Top of INFORMATION SHOWN

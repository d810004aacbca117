//! Application state management.

use crate::cache::{Clock, ResponseCache, SystemClock};
use crate::config::Config;
use crate::service::MarketDataService;
use deribit_client::DeribitClient;
use std::sync::Arc;
use tracing::info;

/// Application state shared across all handlers.
#[derive(Debug, Clone)]
pub struct AppState {
    /// Market-data service owning the upstream client and response cache.
    pub service: Arc<MarketDataService>,
    /// Application configuration.
    pub config: Config,
}

impl AppState {
    /// Creates the application state from configuration, reading time from
    /// the wall clock.
    ///
    /// # Errors
    /// Returns error if the upstream client cannot be built.
    pub fn from_config(config: Config) -> Result<Self, deribit_client::Error> {
        Self::with_clock(config, Arc::new(SystemClock))
    }

    /// Creates the application state with an explicit cache clock.
    ///
    /// # Errors
    /// Returns error if the upstream client cannot be built.
    pub fn with_clock(config: Config, clock: Arc<dyn Clock>) -> Result<Self, deribit_client::Error> {
        let client = DeribitClient::new(config.upstream.client_config())?;
        let cache = ResponseCache::with_clock(config.cache.ttl(), clock);
        info!(
            upstream = client.base_url(),
            cache_ttl_ms = config.cache.ttl_ms,
            "market data service ready"
        );

        Ok(Self {
            service: Arc::new(MarketDataService::new(client, cache)),
            config,
        })
    }
}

Bottom of INFORMATION SHOWN

Above are the records; copy all of them exactly.

repository d810004aacbca117
//! Application state management.

use crate::cache::{Clock, ResponseCache, SystemClock};
use crate::config::Config;
use crate::service::MarketDataService;
use deribit_client::DeribitClient;
use std::sync::Arc;
use tracing::info;

/// Application state shared across all handlers.
#[derive(Debug, Clone)]
pub struct AppState {
    /// Market-data service owning the upstream client and response cache.
    pub service: Arc<MarketDataService>,
    /// Application configuration.
    pub config: Config,
}

impl AppState {
    /// Creates the application state from configuration, reading time from
    /// the wall clock.
    ///
    /// # Errors
    /// Returns error if the upstream client cannot be built.
    pub fn from_config(config: Config) -> Result<Self, deribit_client::Error> {
        Self::with_clock(config, Arc::new(SystemClock))
    }

    /// Creates the application state with an explicit cache clock.
    ///
    /// # Errors
    /// Returns error if the upstream client cannot be built.
    pub fn with_clock(config: Config, clock: Arc<dyn Clock>) -> Result<Self, deribit_client::Error> {
        let client = DeribitClient::new(config.upstream.client_config())?;
        let cache = ResponseCache::with_clock(config.cache.ttl(), clock);
        info!(
            upstream = client.base_url(),
            cache_ttl_ms = config.cache.ttl_ms,
            "market data service ready"
        );

        Ok(Self {
            service: Arc::new(MarketDataService::new(client, cache)),
            config,
        })
    }
}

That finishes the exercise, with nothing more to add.